Work required: I'd like every record given again exactly, please.

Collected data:
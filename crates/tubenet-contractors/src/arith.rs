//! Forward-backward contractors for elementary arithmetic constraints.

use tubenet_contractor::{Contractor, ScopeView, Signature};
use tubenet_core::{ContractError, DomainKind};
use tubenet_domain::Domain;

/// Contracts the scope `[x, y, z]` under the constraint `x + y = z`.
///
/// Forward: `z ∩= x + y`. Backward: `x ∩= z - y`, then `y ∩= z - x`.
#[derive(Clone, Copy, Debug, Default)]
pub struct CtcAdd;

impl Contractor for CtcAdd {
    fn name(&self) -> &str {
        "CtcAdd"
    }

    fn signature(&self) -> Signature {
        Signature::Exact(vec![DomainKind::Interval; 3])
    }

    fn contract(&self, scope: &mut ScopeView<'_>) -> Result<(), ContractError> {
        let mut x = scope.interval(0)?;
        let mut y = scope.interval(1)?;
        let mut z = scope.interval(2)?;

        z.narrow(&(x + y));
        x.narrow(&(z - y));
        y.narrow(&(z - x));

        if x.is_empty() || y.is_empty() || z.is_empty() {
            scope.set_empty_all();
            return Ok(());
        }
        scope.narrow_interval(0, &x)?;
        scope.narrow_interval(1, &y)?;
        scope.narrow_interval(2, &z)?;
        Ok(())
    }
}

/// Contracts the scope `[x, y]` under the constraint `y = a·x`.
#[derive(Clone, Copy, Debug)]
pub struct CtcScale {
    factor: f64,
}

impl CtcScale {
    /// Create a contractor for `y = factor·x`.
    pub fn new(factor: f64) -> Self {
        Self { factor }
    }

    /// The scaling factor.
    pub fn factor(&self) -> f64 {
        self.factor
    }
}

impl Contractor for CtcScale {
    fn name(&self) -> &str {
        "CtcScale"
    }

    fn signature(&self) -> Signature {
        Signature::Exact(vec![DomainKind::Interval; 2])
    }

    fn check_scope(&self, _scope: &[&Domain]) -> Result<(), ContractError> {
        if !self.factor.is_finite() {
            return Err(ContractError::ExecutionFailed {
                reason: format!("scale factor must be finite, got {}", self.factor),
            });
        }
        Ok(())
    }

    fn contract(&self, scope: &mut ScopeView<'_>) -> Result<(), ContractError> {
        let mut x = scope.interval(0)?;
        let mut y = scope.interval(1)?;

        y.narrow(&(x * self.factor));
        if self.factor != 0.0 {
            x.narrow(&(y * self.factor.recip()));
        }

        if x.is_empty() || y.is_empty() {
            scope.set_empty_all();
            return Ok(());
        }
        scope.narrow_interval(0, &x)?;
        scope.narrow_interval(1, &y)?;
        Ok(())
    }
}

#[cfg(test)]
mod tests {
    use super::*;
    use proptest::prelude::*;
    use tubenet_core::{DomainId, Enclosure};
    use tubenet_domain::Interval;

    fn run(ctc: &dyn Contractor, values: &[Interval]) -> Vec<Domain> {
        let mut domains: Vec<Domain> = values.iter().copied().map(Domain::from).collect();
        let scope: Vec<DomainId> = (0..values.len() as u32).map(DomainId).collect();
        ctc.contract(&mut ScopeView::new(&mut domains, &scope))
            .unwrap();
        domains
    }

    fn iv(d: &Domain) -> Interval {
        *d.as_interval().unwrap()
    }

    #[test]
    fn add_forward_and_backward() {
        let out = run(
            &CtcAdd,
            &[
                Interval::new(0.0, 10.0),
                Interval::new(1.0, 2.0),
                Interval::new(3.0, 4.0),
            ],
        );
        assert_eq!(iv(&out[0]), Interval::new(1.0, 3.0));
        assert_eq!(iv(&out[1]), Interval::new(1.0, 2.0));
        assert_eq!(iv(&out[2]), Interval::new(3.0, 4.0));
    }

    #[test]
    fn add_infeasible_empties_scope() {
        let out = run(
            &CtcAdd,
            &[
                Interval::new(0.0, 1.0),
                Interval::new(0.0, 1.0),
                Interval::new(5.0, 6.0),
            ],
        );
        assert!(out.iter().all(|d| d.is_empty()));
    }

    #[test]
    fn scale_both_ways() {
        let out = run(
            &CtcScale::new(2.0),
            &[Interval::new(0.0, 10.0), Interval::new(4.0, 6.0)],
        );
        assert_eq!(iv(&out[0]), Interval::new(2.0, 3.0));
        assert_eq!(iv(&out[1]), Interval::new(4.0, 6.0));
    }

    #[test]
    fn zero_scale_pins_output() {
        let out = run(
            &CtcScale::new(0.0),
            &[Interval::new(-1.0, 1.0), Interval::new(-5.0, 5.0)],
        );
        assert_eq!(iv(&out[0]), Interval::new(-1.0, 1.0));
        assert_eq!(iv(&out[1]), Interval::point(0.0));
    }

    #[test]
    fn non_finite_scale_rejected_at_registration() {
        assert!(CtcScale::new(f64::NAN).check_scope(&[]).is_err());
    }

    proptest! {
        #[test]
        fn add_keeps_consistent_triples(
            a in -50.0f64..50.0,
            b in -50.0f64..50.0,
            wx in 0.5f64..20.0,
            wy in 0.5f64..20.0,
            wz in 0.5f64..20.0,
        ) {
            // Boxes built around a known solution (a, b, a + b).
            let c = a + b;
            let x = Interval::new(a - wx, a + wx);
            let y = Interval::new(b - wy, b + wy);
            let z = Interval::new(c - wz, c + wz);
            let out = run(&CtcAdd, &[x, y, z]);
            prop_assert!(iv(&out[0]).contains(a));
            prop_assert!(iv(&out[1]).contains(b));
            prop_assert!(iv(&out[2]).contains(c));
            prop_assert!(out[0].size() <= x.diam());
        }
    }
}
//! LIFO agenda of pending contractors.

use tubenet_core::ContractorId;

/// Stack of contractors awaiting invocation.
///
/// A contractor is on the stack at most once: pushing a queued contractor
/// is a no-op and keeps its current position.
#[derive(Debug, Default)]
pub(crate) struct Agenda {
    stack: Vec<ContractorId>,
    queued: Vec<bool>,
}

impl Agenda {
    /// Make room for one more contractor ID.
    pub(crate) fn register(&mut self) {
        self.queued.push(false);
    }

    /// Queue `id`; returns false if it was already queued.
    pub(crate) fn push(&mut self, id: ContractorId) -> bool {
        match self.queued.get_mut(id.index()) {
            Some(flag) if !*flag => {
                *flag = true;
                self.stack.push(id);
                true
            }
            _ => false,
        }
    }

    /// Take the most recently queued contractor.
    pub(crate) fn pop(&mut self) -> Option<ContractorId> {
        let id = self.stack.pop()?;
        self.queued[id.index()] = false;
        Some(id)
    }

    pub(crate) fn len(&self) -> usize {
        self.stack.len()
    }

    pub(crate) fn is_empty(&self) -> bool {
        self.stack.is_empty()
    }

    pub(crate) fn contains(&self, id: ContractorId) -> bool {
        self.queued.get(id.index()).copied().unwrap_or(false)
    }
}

Problem solution:
filename crates/tubenet-contractors/src/arith.rs
//! Forward-backward contractors for elementary arithmetic constraints.

use tubenet_contractor::{Contractor, ScopeView, Signature};
use tubenet_core::{ContractError, DomainKind};
use tubenet_domain::Domain;

/// Contracts the scope `[x, y, z]` under the constraint `x + y = z`.
///
/// Forward: `z ∩= x + y`. Backward: `x ∩= z - y`, then `y ∩= z - x`.
#[derive(Clone, Copy, Debug, Default)]
pub struct CtcAdd;

impl Contractor for CtcAdd {
    fn name(&self) -> &str {
        "CtcAdd"
    }

    fn signature(&self) -> Signature {
        Signature::Exact(vec![DomainKind::Interval; 3])
    }

    fn contract(&self, scope: &mut ScopeView<'_>) -> Result<(), ContractError> {
        let mut x = scope.interval(0)?;
        let mut y = scope.interval(1)?;
        let mut z = scope.interval(2)?;

        z.narrow(&(x + y));
        x.narrow(&(z - y));
        y.narrow(&(z - x));

        if x.is_empty() || y.is_empty() || z.is_empty() {
            scope.set_empty_all();
            return Ok(());
        }
        scope.narrow_interval(0, &x)?;
        scope.narrow_interval(1, &y)?;
        scope.narrow_interval(2, &z)?;
        Ok(())
    }
}

/// Contracts the scope `[x, y]` under the constraint `y = a·x`.
#[derive(Clone, Copy, Debug)]
pub struct CtcScale {
    factor: f64,
}

impl CtcScale {
    /// Create a contractor for `y = factor·x`.
    pub fn new(factor: f64) -> Self {
        Self { factor }
    }

    /// The scaling factor.
    pub fn factor(&self) -> f64 {
        self.factor
    }
}

impl Contractor for CtcScale {
    fn name(&self) -> &str {
        "CtcScale"
    }

    fn signature(&self) -> Signature {
        Signature::Exact(vec![DomainKind::Interval; 2])
    }

    fn check_scope(&self, _scope: &[&Domain]) -> Result<(), ContractError> {
        if !self.factor.is_finite() {
            return Err(ContractError::ExecutionFailed {
                reason: format!("scale factor must be finite, got {}", self.factor),
            });
        }
        Ok(())
    }

    fn contract(&self, scope: &mut ScopeView<'_>) -> Result<(), ContractError> {
        let mut x = scope.interval(0)?;
        let mut y = scope.interval(1)?;

        y.narrow(&(x * self.factor));
        if self.factor != 0.0 {
            x.narrow(&(y * self.factor.recip()));
        }

        if x.is_empty() || y.is_empty() {
            scope.set_empty_all();
            return Ok(());
        }
        scope.narrow_interval(0, &x)?;
        scope.narrow_interval(1, &y)?;
        Ok(())
    }
}

#[cfg(test)]
mod tests {
    use super::*;
    use proptest::prelude::*;
    use tubenet_core::{DomainId, Enclosure};
    use tubenet_domain::Interval;

    fn run(ctc: &dyn Contractor, values: &[Interval]) -> Vec<Domain> {
        let mut domains: Vec<Domain> = values.iter().copied().map(Domain::from).collect();
        let scope: Vec<DomainId> = (0..values.len() as u32).map(DomainId).collect();
        ctc.contract(&mut ScopeView::new(&mut domains, &scope))
            .unwrap();
        domains
    }

    fn iv(d: &Domain) -> Interval {
        *d.as_interval().unwrap()
    }

    #[test]
    fn add_forward_and_backward() {
        let out = run(
            &CtcAdd,
            &[
                Interval::new(0.0, 10.0),
                Interval::new(1.0, 2.0),
                Interval::new(3.0, 4.0),
            ],
        );
        assert_eq!(iv(&out[0]), Interval::new(1.0, 3.0));
        assert_eq!(iv(&out[1]), Interval::new(1.0, 2.0));
        assert_eq!(iv(&out[2]), Interval::new(3.0, 4.0));
    }

    #[test]
    fn add_infeasible_empties_scope() {
        let out = run(
            &CtcAdd,
            &[
                Interval::new(0.0, 1.0),
                Interval::new(0.0, 1.0),
                Interval::new(5.0, 6.0),
            ],
        );
        assert!(out.iter().all(|d| d.is_empty()));
    }

    #[test]
    fn scale_both_ways() {
        let out = run(
            &CtcScale::new(2.0),
            &[Interval::new(0.0, 10.0), Interval::new(4.0, 6.0)],
        );
        assert_eq!(iv(&out[0]), Interval::new(2.0, 3.0));
        assert_eq!(iv(&out[1]), Interval::new(4.0, 6.0));
    }

    #[test]
    fn zero_scale_pins_output() {
        let out = run(
            &CtcScale::new(0.0),
            &[Interval::new(-1.0, 1.0), Interval::new(-5.0, 5.0)],
        );
        assert_eq!(iv(&out[0]), Interval::new(-1.0, 1.0));
        assert_eq!(iv(&out[1]), Interval::point(0.0));
    }

    #[test]
    fn non_finite_scale_rejected_at_registration() {
        assert!(CtcScale::new(f64::NAN).check_scope(&[]).is_err());
    }

    proptest! {
        #[test]
        fn add_keeps_consistent_triples(
            a in -50.0f64..50.0,
            b in -50.0f64..50.0,
            wx in 0.5f64..20.0,
            wy in 0.5f64..20.0,
            wz in 0.5f64..20.0,
        ) {
            // Boxes built around a known solution (a, b, a + b).
            let c = a + b;
            let x = Interval::new(a - wx, a + wx);
            let y = Interval::new(b - wy, b + wy);
            let z = Interval::new(c - wz, c + wz);
            let out = run(&CtcAdd, &[x, y, z]);
            prop_assert!(iv(&out[0]).contains(a));
            prop_assert!(iv(&out[1]).contains(b));
            prop_assert!(iv(&out[2]).contains(c));
            prop_assert!(out[0].size() <= x.diam());
        }
    }
}
//! LIFO agenda of pending contractors.

use tubenet_core::ContractorId;

/// Stack of contractors awaiting invocation.
///
/// A contractor is on the stack at most once: pushing a queued contractor
/// is a no-op and keeps its current position.
#[derive(Debug, Default)]
pub(crate) struct Agenda {
    stack: Vec<ContractorId>,
    queued: Vec<bool>,
}

impl Agenda {
    /// Make room for one more contractor ID.
    pub(crate) fn register(&mut self) {
        self.queued.push(false);
    }

    /// Queue `id`; returns false if it was already queued.
    pub(crate) fn push(&mut self, id: ContractorId) -> bool {
        match self.queued.get_mut(id.index()) {
            Some(flag) if !*flag => {
                *flag = true;
                self.stack.push(id);
                true
            }
            _ => false,
        }
    }

    /// Take the most recently queued contractor.
    pub(crate) fn pop(&mut self) -> Option<ContractorId> {
        let id = self.stack.pop()?;
        self.queued[id.index()] = false;
        Some(id)
    }

    pub(crate) fn len(&self) -> usize {
        self.stack.len()
    }

    pub(crate) fn is_empty(&self) -> bool {
        self.stack.is_empty()
    }

    pub(crate) fn contains(&self, id: ContractorId) -> bool {
        self.queued.get(id.index()).copied().unwrap_or(false)
    }
}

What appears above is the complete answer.